If you’ve ever blogged before, whether it be for personal use or for your business, you know how challenging it can be to engage your visitors. I know this firsthand. If you have a small audience or a “boring” product/service, it makes it even more challenging.
What does it mean to engage your visitors? It means that during or after reading your blog post, they feel compelled to do something. Whatever that something is will be the form of engagement. There are many different ways for your visitors to interact and engage with you.
Some of the most common engagement methods are:
- Commenting on your blog posts
- Sharing your posts via social media
- Subscribing to your email newsletter
- Subscribing to your RSS feed
- Submitting your contact form
All of these engagement techniques are valuable to your business in one way or another. You’re building your audience, which is something all small business bloggers should aspire to do. If you don’t want to build your audience, then why are you blogging in the first place? (That’s rhetorical, of course. )
I’m going to share with you five essential items that every blog needs in order to be as engaging as possible.
1. An Awesome Headline
The headline is what first grabs your reader’s attention. This is what readers first see in their social media accounts, any content syndication sources you’re a part of (Business2Community, Alltop, Firmology, etc.), and the search engine results page.
The headline is your first opportunity to make an impression on your reader. It should provoke some sort of emotion, so make it funny, make it angry, make it interesting, make it valuable. Don’t make it too vague or too blah, otherwise there will be no incentive to clicking through.
Think about when you’re perusing a blog, newspaper, or magazine. You’re only looking at headlines at that point. Once you see one you like, you read more. That should demonstrate the power of an awesome headline. Without one, you shouldn’t expect much engagement.
2. Thought-Provoking Questions
Once you draw the reader in with your must-read-more headline, you’ve got them hooked, but you can’t give up there. Now is where you need to get personal. Make sure the body of your content uses known facts and cites any resources you’ve used.
After you make some points and support them with evidence, one of the most powerful ways to engage the reader is to ask them a question. I’m not talking about a simple, “What do you think?”. You need to add some substance to the question. Make it specific. Lead the user into their answer.
Ask questions like, “How did Google’s latest Hummingbird algorithm update affect your bottom line and what are you going to do about it?” The more the reader has to think, the better your engagement will be because they’re providing more personal answers.
3. Clear Call-to-Action
This may seem obvious, but blogging and content marketing aren’t just about getting people to read your articles. That’s great if they read it, but eventually you want your readers to take some sort of action (see the bulleted list in the intro for some of the most common actions).

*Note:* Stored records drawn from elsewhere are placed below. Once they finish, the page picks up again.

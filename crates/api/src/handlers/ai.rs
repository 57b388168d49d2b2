//! Language-model endpoints: QCM generation and library question answering.

use axum::extract::State;
use axum::Json;
use educ_core::access::Principal;
use educ_core::error::CoreError;
use educ_core::qcm::{
    build_scoring, build_user_prompt as qcm_prompt, sanitize_items, split_counts, DifficultyMix,
    QcmItem, Scoring, DEFAULT_QCM_COUNT, QCM_SYSTEM_PROMPT,
};
use educ_core::rag::{
    build_context, build_user_prompt as rag_prompt, citations, clamp_top_k, vector_literal,
    Citation, RetrievedChunk, NO_CONTEXT_ANSWER, RAG_SYSTEM_PROMPT,
};
use educ_core::types::DbId;
use educ_db::models::qcm::CreateQcmSet;
use educ_db::repositories::{LibraryRepo, QcmRepo};
use educ_events::bus::{QCM_GENERATED, RAG_QUERIED};
use educ_events::UsageEvent;
use serde::{Deserialize, Serialize};
use serde_json::json;
use validator::Validate;

use crate::error::AppResult;
use crate::extract::ValidJson;
use crate::middleware::auth::AuthUser;
use crate::middleware::rbac::RequireStaff;
use crate::state::AppState;

// ---------------------------------------------------------------------------
// QCM generation
// ---------------------------------------------------------------------------

#[derive(Debug, Deserialize, Validate)]
pub struct GenerateQcmRequest {
    #[validate(length(min = 1, max = 100))]
    pub subject: String,
    /// Class level, e.g. `3e` or `Terminale D`.
    #[validate(length(min = 1, max = 50))]
    pub grade: String,
    #[validate(length(min = 1, max = 200))]
    pub theme: String,
    #[validate(range(min = 1, max = 50))]
    pub count: Option<u32>,
    pub mix: Option<DifficultyMix>,
}

#[derive(Debug, Serialize)]
pub struct GeneratedQcm {
    pub id: DbId,
    pub items: Vec<QcmItem>,
    pub scoring: Scoring,
}

/// Establishment a generated set is filed under: the first one the caller
/// holds a role in, none for a global administrator.
fn home_establishment(principal: &Principal) -> Option<DbId> {
    principal.grants.iter().find_map(|g| g.etablissement_id)
}

/// POST /api/v1/ai-qcm-generate
///
/// Ask the model for a multiple-choice set, keep the well-formed items and
/// store the set. An upstream 429 is passed through as 429.
pub async fn generate_qcm(
    State(state): State<AppState>,
    RequireStaff(user): RequireStaff,
    ValidJson(input): ValidJson<GenerateQcmRequest>,
) -> AppResult<Json<GeneratedQcm>> {
    let count = input.count.unwrap_or(DEFAULT_QCM_COUNT);
    let split = split_counts(count, &input.mix.unwrap_or_default())?;

    let prompt = qcm_prompt(
        input.subject.trim(),
        input.grade.trim(),
        input.theme.trim(),
        &split,
    );
    let raw = state.llm.chat_json(QCM_SYSTEM_PROMPT, &prompt).await?;

    let items = sanitize_items(&raw, count);
    if items.is_empty() {
        return Err(
            CoreError::Upstream("The language model returned no usable question".into()).into(),
        );
    }
    if items.len() < count as usize {
        tracing::warn!(
            requested = count,
            usable = items.len(),
            "Language model returned fewer usable QCM items than requested",
        );
    }
    let scoring = build_scoring(&items);

    let etablissement_id = home_establishment(&user.principal);
    let set = QcmRepo::create(
        &state.pool,
        &CreateQcmSet {
            etablissement_id,
            subject: input.subject.trim().to_string(),
            grade: input.grade.trim().to_string(),
            theme: input.theme.trim().to_string(),
            items: json!(items),
            scoring: json!(scoring),
            created_by: user.user_id,
        },
    )
    .await?;

    tracing::info!(
        qcm_id = set.id,
        items = items.len(),
        user_id = user.user_id,
        "QCM generated",
    );

    state.event_bus.publish(
        UsageEvent::new(QCM_GENERATED)
            .with_actor(user.user_id)
            .with_etablissement(etablissement_id)
            .with_payload(json!({
                "qcm_id": set.id,
                "requested": count,
                "items": items.len(),
            })),
    );

    Ok(Json(GeneratedQcm {
        id: set.id,
        items,
        scoring,
    }))
}

// ---------------------------------------------------------------------------
// Library question answering
// ---------------------------------------------------------------------------

#[derive(Debug, Deserialize, Validate)]
#[serde(rename_all = "camelCase")]
pub struct RagQueryRequest {
    #[validate(length(min = 1, max = 2000))]
    pub question: String,
    pub resource_id: Option<DbId>,
    pub top_k: Option<i64>,
}

#[derive(Debug, Serialize)]
pub struct RagAnswer {
    pub answer: String,
    pub citations: Vec<Citation>,
    /// The numbered excerpts the answer was grounded on.
    pub context: String,
}

/// Establishments whose library the caller may search; `None` means all.
fn searchable_establishments(principal: &Principal) -> AppResult<Option<Vec<DbId>>> {
    if principal.is_system_admin() {
        return Ok(None);
    }
    let mut ids: Vec<DbId> = principal
        .grants
        .iter()
        .filter_map(|g| g.etablissement_id)
        .collect();
    ids.sort_unstable();
    ids.dedup();
    if ids.is_empty() {
        return Err(CoreError::Forbidden("No establishment library available".into()).into());
    }
    Ok(Some(ids))
}

/// POST /api/v1/ai-rag-query
///
/// Embed the question, retrieve the closest library chunks the caller may
/// read and answer from those excerpts only. When nothing is retrieved the
/// model is not called.
pub async fn rag_query(
    State(state): State<AppState>,
    user: AuthUser,
    ValidJson(input): ValidJson<RagQueryRequest>,
) -> AppResult<Json<RagAnswer>> {
    let scope = searchable_establishments(&user.principal)?;

    if let Some(resource_id) = input.resource_id {
        let owner = LibraryRepo::resource_etablissement(&state.pool, resource_id)
            .await?
            .ok_or(CoreError::NotFound {
                entity: "Resource",
                id: resource_id,
            })?;
        if let Some(allowed) = &scope {
            if !allowed.contains(&owner) {
                return Err(
                    CoreError::Forbidden(format!("Access to resource {resource_id} denied")).into(),
                );
            }
        }
    }

    let top_k = clamp_top_k(input.top_k);
    let question = input.question.trim();

    let embedding = state.llm.embed(question).await?;
    let chunks: Vec<RetrievedChunk> = LibraryRepo::search_chunks(
        &state.pool,
        &vector_literal(&embedding),
        scope.as_deref(),
        input.resource_id,
        top_k,
    )
    .await?
    .into_iter()
    .map(RetrievedChunk::from)
    .collect();

    let answer = if chunks.is_empty() {
        RagAnswer {
            answer: NO_CONTEXT_ANSWER.to_string(),
            citations: Vec::new(),
            context: String::new(),
        }
    } else {
        let context = build_context(&chunks);
        let raw = state
            .llm
            .chat_json(RAG_SYSTEM_PROMPT, &rag_prompt(question, &context))
            .await?;
        let text = raw
            .get("answer")
            .and_then(|v| v.as_str())
            .map(str::trim)
            .filter(|a| !a.is_empty())
            .ok_or_else(|| {
                CoreError::Upstream("The language model returned no answer".into())
            })?;
        RagAnswer {
            answer: text.to_string(),
            citations: citations(&chunks),
            context,
        }
    };

    tracing::info!(
        user_id = user.user_id,
        top_k,
        retrieved = chunks.len(),
        "Library question answered",
    );

    state.event_bus.publish(
        UsageEvent::new(RAG_QUERIED)
            .with_actor(user.user_id)
            .with_payload(json!({
                "resource_id": input.resource_id,
                "top_k": top_k,
                "retrieved": chunks.len(),
            })),
    );

    Ok(Json(answer))
}
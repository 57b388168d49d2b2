//! Status mapping against a one-shot local HTTP responder.

use tokio::io::{AsyncReadExt, AsyncWriteExt};
use tokio::net::TcpListener;

use educ_llm::{LlmClient, LlmConfig, LlmError};

/// Serve exactly one request with the given raw status line and body.
async fn one_shot_server(status_line: &'static str, body: &'static str) -> String {
    let listener = TcpListener::bind("127.0.0.1:0").await.unwrap();
    let addr = listener.local_addr().unwrap();

    tokio::spawn(async move {
        let (mut socket, _) = listener.accept().await.unwrap();
        let mut received = Vec::new();
        let mut buf = [0u8; 4096];
        // Read headers, then as much body as Content-Length announces.
        loop {
            let n = socket.read(&mut buf).await.unwrap();
            if n == 0 {
                break;
            }
            received.extend_from_slice(&buf[..n]);
            let text = String::from_utf8_lossy(&received);
            if let Some(end) = text.find("\r\n\r\n") {
                let length = text[..end]
                    .lines()
                    .find_map(|l| {
                        let (name, value) = l.split_once(':')?;
                        name.eq_ignore_ascii_case("content-length")
                            .then(|| value.trim().parse::<usize>().ok())
                            .flatten()
                    })
                    .unwrap_or(0);
                if received.len() >= end + 4 + length {
                    break;
                }
            }
        }
        let response = format!(
            "HTTP/1.1 {status_line}\r\ncontent-type: application/json\r\ncontent-length: {}\r\nconnection: close\r\n\r\n{body}",
            body.len()
        );
        socket.write_all(response.as_bytes()).await.unwrap();
        socket.shutdown().await.ok();
    });

    format!("http://{addr}")
}

fn client_for(api_url: String) -> LlmClient {
    LlmClient::new(LlmConfig {
        api_url,
        api_key: Some("test-key".into()),
        ..LlmConfig::default()
    })
    .unwrap()
}

#[tokio::test]
async fn too_many_requests_maps_to_rate_limited() {
    let url = one_shot_server("429 Too Many Requests", r#"{"error":"slow down"}"#).await;
    let result = client_for(url).chat_json("system", "user").await;
    assert!(matches!(result, Err(LlmError::RateLimited)), "{result:?}");
}

#[tokio::test]
async fn server_error_keeps_status_and_body() {
    let url = one_shot_server("500 Internal Server Error", r#"{"error":"boom"}"#).await;
    match client_for(url).embed("texte").await {
        Err(LlmError::ApiError { status, body }) => {
            assert_eq!(status, 500);
            assert!(body.contains("boom"));
        }
        other => panic!("expected ApiError, got {other:?}"),
    }
}

#[tokio::test]
async fn chat_json_parses_message_content() {
    let url = one_shot_server(
        "200 OK",
        r#"{"choices":[{"message":{"role":"assistant","content":"{\"answer\":\"oui\"}"}}]}"#,
    )
    .await;
    let value = client_for(url).chat_json("system", "user").await.unwrap();
    assert_eq!(value["answer"], "oui");
}

#[tokio::test]
async fn embed_returns_vector() {
    let url = one_shot_server("200 OK", r#"{"data":[{"embedding":[0.5,1.5]}]}"#).await;
    let embedding = client_for(url).embed("texte").await.unwrap();
    assert_eq!(embedding, vec![0.5, 1.5]);
}
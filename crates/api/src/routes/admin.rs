use axum::routing::{get, post};
use axum::Router;

use crate::handlers::admin;
use crate::state::AppState;

/// Administrator routes. Role and establishment checks are enforced by the
/// handler extractors.
///
/// ```text
/// POST     /admin-attendance-decide    -> decide_attendance
/// GET|POST /admin-dashboard            -> dashboard_get, dashboard_post
/// POST     /admin-grades-lock-period   -> lock_period
/// POST     /admin-users-list           -> list_users
/// ```
pub fn router() -> Router<AppState> {
    Router::new()
        .route("/admin-attendance-decide", post(admin::decide_attendance))
        .route(
            "/admin-dashboard",
            get(admin::dashboard_get).post(admin::dashboard_post),
        )
        .route("/admin-grades-lock-period", post(admin::lock_period))
        .route("/admin-users-list", post(admin::list_users))
}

How do you get people to take action? Well, you should start by telling them.
Don’t beat around the bush. If you want people to comment on your post, tell them to comment. If you want them to share it via social, tell them to share. If you want them to fill out your form, ask them to submit it. You get the point. Ask nicely, but be firm. This lets them know you mean business.
4. Commenting Functionality
I’ve experienced this before and maybe you have too. I read a blog post, find it interesting and want to join the conversation/add my two cents by leaving a comment. So I scroll to the bottom and boom..no comments section.
That just boggles my mind. You’re essentially asking readers not to engage with you.
There might be some scenarios where you wouldn’t want comments, like if you don’t have the resources to moderate them and reply back to them, but that’s only after you’re receiving so many comments that you can’t handle them.
There’s no reason why any small business blogger shouldn’t include a comments section on each and every post. Some great commenting tools (that also integrate social media) to install include Disqus and Livefyre.
5. Social Sharing Feature
If you heed my advice and ask people to share your blog articles via social, then you should make that task as easy as possible for them. That means adding a social sharing widget or plugin on your blog template. This will give you and your readers the ability to share your content via social with just a click.
You’ve probably seen these on almost every blog you frequent. They look like a bar that contains the icons of all the most popular social media tools. The widgets are usually located at the bottom or top of your posts. You can see three buttons at the bottom of this post to share it. That’s exactly what you need!
AddThis and ShareThis are two of the best and most common social sharing tools around today.
Does your blog contain all five of the items I’ve mentioned here? If so, you have everything you need to engage your visitors. If not, why aren’t you including them? I welcome your comments!
All that’s left is for you to do now is to start writing some awesome, valuable content, because remember, having all of these items doesn’t guarantee engagement, they just facilitate it!